EXERCISE INSTRUCTIONS » The output should be every line below that includes the word "filter".

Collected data
-=-=-=-=-

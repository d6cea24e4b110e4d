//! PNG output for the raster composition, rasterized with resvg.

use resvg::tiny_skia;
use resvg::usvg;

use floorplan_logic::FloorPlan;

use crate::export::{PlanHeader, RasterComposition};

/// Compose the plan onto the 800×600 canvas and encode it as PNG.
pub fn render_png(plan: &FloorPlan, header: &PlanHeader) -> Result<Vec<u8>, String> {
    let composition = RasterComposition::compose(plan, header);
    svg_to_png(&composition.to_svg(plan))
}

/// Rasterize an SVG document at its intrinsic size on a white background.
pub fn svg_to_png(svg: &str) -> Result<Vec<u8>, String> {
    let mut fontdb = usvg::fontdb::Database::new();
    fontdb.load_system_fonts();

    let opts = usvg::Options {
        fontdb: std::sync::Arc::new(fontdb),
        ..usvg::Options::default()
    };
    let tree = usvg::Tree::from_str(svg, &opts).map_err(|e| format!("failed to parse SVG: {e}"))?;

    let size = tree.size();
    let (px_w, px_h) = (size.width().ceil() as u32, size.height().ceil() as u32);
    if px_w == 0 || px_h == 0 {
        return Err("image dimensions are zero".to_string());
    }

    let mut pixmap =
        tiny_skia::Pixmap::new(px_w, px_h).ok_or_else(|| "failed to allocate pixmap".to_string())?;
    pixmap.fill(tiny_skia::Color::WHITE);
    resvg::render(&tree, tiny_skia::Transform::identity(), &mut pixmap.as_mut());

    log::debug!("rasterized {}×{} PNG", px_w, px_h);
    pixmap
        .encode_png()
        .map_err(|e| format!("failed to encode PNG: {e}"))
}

-=-=-=-=-

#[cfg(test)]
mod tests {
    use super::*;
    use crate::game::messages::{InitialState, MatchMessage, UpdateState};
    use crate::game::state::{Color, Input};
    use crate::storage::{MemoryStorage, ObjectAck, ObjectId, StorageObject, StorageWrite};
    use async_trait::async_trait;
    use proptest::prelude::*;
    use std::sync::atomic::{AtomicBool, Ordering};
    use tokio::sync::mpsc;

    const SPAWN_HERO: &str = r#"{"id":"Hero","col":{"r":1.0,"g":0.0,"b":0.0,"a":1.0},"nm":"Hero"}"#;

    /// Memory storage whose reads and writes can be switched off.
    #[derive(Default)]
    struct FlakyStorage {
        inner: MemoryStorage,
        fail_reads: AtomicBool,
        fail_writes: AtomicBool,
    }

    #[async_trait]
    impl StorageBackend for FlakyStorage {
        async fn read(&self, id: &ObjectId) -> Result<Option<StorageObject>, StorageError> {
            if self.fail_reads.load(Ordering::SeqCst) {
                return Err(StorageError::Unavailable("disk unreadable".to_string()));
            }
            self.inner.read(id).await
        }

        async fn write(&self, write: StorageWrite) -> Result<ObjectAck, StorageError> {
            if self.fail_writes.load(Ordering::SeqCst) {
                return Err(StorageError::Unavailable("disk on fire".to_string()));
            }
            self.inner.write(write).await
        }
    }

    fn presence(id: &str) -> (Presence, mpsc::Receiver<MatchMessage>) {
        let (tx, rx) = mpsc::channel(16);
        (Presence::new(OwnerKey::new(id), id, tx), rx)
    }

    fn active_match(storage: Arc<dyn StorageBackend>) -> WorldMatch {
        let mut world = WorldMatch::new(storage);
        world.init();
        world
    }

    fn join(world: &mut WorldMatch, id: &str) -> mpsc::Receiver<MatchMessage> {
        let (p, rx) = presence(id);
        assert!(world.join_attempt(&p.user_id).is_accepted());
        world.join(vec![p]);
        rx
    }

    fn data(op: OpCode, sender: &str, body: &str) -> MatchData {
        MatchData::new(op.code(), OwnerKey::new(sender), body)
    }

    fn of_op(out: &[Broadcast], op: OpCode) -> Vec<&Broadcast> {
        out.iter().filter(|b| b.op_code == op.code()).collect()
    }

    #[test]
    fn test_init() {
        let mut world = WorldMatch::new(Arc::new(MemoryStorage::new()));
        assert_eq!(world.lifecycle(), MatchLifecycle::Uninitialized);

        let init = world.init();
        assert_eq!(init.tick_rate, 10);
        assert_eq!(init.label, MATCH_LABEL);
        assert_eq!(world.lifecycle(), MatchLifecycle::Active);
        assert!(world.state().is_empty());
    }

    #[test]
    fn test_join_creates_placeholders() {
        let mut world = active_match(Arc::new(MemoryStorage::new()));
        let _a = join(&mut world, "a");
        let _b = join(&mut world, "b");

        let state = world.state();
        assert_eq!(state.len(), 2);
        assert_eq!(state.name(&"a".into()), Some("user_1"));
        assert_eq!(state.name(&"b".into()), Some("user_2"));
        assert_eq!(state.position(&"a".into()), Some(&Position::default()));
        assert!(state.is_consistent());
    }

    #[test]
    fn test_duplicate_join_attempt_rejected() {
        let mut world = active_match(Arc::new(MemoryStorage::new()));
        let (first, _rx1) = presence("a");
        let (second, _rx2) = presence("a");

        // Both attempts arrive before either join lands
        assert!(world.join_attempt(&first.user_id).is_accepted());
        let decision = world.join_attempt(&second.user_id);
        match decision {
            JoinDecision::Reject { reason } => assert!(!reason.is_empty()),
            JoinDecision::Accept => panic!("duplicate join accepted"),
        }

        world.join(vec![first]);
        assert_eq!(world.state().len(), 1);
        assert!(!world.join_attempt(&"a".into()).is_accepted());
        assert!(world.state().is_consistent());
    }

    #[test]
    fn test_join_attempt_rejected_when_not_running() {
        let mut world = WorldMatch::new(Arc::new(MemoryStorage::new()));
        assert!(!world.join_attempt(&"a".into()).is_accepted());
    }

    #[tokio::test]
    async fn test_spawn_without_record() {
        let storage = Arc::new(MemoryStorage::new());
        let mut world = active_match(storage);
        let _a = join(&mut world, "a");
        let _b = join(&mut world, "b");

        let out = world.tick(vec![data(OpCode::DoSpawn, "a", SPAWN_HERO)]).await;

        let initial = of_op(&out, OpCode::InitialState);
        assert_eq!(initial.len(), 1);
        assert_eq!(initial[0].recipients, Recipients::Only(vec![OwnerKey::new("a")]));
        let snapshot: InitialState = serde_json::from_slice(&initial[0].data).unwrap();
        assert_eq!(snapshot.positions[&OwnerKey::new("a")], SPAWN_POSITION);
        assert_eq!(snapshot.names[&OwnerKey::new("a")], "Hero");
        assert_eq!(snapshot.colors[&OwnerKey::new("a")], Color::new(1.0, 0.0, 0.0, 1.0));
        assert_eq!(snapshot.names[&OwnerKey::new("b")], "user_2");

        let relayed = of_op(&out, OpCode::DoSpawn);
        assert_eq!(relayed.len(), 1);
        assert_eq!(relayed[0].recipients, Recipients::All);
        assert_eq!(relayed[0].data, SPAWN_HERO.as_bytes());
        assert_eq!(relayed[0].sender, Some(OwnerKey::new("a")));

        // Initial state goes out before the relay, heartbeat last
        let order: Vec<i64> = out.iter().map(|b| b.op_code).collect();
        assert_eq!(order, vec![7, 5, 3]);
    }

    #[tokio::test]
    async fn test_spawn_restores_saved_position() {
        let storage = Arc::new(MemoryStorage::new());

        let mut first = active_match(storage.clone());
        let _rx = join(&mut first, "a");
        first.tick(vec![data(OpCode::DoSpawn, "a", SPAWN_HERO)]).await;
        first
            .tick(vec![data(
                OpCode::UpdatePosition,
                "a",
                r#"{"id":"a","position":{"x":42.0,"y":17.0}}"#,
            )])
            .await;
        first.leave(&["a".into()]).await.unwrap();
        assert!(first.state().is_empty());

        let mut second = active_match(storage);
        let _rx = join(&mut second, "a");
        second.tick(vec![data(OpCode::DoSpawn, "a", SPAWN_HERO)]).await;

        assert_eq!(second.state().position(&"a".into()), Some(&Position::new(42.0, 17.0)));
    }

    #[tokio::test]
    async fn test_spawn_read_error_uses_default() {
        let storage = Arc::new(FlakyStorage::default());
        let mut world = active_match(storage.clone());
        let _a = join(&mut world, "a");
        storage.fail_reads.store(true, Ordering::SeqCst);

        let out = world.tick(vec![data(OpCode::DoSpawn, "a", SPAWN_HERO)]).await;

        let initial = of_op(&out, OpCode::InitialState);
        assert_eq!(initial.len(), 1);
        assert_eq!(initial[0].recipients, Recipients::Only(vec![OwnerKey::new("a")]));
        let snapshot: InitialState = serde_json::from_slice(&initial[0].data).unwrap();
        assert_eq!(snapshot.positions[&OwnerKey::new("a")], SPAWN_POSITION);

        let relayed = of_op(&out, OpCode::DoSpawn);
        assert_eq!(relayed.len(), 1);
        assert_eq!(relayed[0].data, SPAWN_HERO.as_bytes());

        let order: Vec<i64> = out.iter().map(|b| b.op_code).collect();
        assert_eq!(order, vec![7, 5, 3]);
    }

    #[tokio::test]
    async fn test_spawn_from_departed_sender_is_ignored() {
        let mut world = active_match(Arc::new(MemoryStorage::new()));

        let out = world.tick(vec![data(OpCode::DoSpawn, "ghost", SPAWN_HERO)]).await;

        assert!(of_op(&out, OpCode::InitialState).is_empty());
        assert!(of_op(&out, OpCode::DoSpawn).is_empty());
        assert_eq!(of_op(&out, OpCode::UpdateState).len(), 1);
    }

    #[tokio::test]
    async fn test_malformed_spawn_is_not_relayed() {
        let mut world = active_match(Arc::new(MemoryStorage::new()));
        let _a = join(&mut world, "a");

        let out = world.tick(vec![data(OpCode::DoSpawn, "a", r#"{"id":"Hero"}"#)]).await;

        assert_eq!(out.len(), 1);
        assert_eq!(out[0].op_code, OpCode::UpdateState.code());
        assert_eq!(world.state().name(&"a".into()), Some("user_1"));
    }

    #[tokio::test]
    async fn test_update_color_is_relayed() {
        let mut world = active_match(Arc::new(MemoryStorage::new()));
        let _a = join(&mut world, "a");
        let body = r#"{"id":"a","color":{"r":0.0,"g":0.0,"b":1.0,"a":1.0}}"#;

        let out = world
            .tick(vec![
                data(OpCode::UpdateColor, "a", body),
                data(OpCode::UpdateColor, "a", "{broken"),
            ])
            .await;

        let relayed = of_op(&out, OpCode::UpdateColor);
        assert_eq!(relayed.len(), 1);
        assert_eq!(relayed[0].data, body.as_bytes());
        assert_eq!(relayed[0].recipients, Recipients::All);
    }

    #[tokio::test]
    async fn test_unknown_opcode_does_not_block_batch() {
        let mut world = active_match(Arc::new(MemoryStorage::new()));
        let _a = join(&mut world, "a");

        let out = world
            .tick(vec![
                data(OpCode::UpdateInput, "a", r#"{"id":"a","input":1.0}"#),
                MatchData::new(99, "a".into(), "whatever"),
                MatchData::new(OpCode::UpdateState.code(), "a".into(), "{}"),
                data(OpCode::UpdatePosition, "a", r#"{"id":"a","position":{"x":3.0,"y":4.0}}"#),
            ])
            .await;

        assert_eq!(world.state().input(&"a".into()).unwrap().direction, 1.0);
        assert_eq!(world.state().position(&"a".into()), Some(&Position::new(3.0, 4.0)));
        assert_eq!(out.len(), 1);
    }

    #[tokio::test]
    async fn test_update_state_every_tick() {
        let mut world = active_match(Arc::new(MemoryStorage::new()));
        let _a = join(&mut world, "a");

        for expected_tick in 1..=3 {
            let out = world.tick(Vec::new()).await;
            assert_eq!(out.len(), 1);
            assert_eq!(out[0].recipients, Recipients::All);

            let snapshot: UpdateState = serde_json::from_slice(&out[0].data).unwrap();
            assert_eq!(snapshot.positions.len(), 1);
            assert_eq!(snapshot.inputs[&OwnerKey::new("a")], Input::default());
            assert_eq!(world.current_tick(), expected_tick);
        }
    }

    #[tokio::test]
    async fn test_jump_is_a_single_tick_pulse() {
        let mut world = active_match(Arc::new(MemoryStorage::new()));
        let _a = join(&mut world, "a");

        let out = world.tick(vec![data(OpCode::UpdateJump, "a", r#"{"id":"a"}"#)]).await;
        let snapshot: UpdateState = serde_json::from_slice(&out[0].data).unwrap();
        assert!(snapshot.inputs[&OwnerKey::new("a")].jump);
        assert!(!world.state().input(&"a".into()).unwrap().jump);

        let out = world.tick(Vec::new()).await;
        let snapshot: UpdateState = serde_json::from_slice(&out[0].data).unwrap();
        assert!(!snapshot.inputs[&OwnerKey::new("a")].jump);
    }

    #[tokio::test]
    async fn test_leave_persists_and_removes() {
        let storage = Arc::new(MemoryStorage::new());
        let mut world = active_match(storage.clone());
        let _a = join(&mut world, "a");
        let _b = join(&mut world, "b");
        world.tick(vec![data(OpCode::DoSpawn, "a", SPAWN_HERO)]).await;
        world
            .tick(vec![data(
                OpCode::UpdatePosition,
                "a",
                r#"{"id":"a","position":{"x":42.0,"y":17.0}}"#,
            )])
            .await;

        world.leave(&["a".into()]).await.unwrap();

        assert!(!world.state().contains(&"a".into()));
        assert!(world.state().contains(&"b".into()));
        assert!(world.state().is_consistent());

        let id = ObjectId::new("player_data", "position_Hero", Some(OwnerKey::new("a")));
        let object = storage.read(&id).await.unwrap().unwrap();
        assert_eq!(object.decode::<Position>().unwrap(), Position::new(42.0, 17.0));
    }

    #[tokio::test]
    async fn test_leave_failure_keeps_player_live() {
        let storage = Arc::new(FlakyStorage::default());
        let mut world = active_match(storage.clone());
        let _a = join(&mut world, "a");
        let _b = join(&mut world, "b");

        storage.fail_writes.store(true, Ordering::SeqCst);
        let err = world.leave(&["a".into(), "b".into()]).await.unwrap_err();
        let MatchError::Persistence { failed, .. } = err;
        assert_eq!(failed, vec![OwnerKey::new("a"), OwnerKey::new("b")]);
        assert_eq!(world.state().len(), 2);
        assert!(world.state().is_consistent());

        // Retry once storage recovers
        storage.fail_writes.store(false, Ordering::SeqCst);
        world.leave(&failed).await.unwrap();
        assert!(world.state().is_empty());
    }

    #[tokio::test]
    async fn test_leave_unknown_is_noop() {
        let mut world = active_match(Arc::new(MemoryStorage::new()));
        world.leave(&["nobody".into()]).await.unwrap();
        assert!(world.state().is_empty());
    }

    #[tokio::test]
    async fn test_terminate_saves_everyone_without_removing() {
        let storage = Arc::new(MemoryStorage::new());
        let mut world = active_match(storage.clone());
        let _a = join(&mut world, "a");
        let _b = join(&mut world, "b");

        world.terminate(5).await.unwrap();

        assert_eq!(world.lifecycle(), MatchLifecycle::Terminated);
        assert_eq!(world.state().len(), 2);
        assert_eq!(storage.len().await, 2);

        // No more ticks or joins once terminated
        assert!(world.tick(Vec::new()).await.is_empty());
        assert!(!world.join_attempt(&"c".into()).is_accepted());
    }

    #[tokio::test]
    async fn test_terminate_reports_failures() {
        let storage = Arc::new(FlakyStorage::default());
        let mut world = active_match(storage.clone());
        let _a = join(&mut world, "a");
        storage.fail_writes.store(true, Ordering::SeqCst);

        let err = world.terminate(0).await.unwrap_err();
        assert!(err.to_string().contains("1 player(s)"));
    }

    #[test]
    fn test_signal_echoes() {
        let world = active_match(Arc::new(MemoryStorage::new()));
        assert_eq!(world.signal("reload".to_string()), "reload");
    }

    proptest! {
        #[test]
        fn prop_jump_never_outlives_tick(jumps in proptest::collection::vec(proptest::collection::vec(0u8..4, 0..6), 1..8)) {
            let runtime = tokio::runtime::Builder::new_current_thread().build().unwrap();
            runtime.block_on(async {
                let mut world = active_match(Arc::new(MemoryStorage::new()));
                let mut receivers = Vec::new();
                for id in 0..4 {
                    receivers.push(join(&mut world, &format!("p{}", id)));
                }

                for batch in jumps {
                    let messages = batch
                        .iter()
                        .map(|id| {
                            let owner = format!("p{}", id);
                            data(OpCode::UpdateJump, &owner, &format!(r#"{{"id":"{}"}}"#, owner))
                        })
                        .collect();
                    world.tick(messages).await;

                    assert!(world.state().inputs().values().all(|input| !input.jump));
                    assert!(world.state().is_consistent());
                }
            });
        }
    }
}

-=-=-=-=-

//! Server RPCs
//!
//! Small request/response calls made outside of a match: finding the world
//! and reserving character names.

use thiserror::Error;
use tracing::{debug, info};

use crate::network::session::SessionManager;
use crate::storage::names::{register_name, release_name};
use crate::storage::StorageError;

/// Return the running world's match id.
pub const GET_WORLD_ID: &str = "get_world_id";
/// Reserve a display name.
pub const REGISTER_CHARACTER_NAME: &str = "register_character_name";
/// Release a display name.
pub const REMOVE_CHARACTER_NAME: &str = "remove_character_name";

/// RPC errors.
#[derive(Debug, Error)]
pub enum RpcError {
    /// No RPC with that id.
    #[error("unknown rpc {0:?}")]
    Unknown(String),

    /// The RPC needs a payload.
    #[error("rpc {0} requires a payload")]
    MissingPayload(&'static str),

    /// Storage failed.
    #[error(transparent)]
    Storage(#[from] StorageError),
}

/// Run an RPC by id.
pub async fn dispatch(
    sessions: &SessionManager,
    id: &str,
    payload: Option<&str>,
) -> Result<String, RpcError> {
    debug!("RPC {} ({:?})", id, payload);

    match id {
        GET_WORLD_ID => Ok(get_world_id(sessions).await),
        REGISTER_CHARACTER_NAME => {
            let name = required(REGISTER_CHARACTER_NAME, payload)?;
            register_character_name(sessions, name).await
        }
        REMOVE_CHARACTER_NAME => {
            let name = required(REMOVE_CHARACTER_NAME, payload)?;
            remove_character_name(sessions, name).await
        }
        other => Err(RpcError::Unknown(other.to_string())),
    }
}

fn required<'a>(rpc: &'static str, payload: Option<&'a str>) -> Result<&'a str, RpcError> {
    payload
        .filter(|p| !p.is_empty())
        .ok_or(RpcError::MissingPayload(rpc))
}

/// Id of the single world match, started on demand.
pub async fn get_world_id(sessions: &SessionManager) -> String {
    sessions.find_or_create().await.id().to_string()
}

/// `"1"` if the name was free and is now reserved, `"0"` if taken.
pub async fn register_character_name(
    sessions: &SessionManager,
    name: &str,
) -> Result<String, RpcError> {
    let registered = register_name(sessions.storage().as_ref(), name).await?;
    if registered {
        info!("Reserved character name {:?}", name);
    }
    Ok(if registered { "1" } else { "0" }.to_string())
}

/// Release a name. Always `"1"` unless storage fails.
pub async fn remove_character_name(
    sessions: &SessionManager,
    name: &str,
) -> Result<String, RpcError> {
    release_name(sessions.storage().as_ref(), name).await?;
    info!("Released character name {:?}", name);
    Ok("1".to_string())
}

-=-=-=-=-

TASK SOLUTION »
        out.iter().filter(|b| b.op_code == op.code()).collect()
        .filter(|p| !p.is_empty())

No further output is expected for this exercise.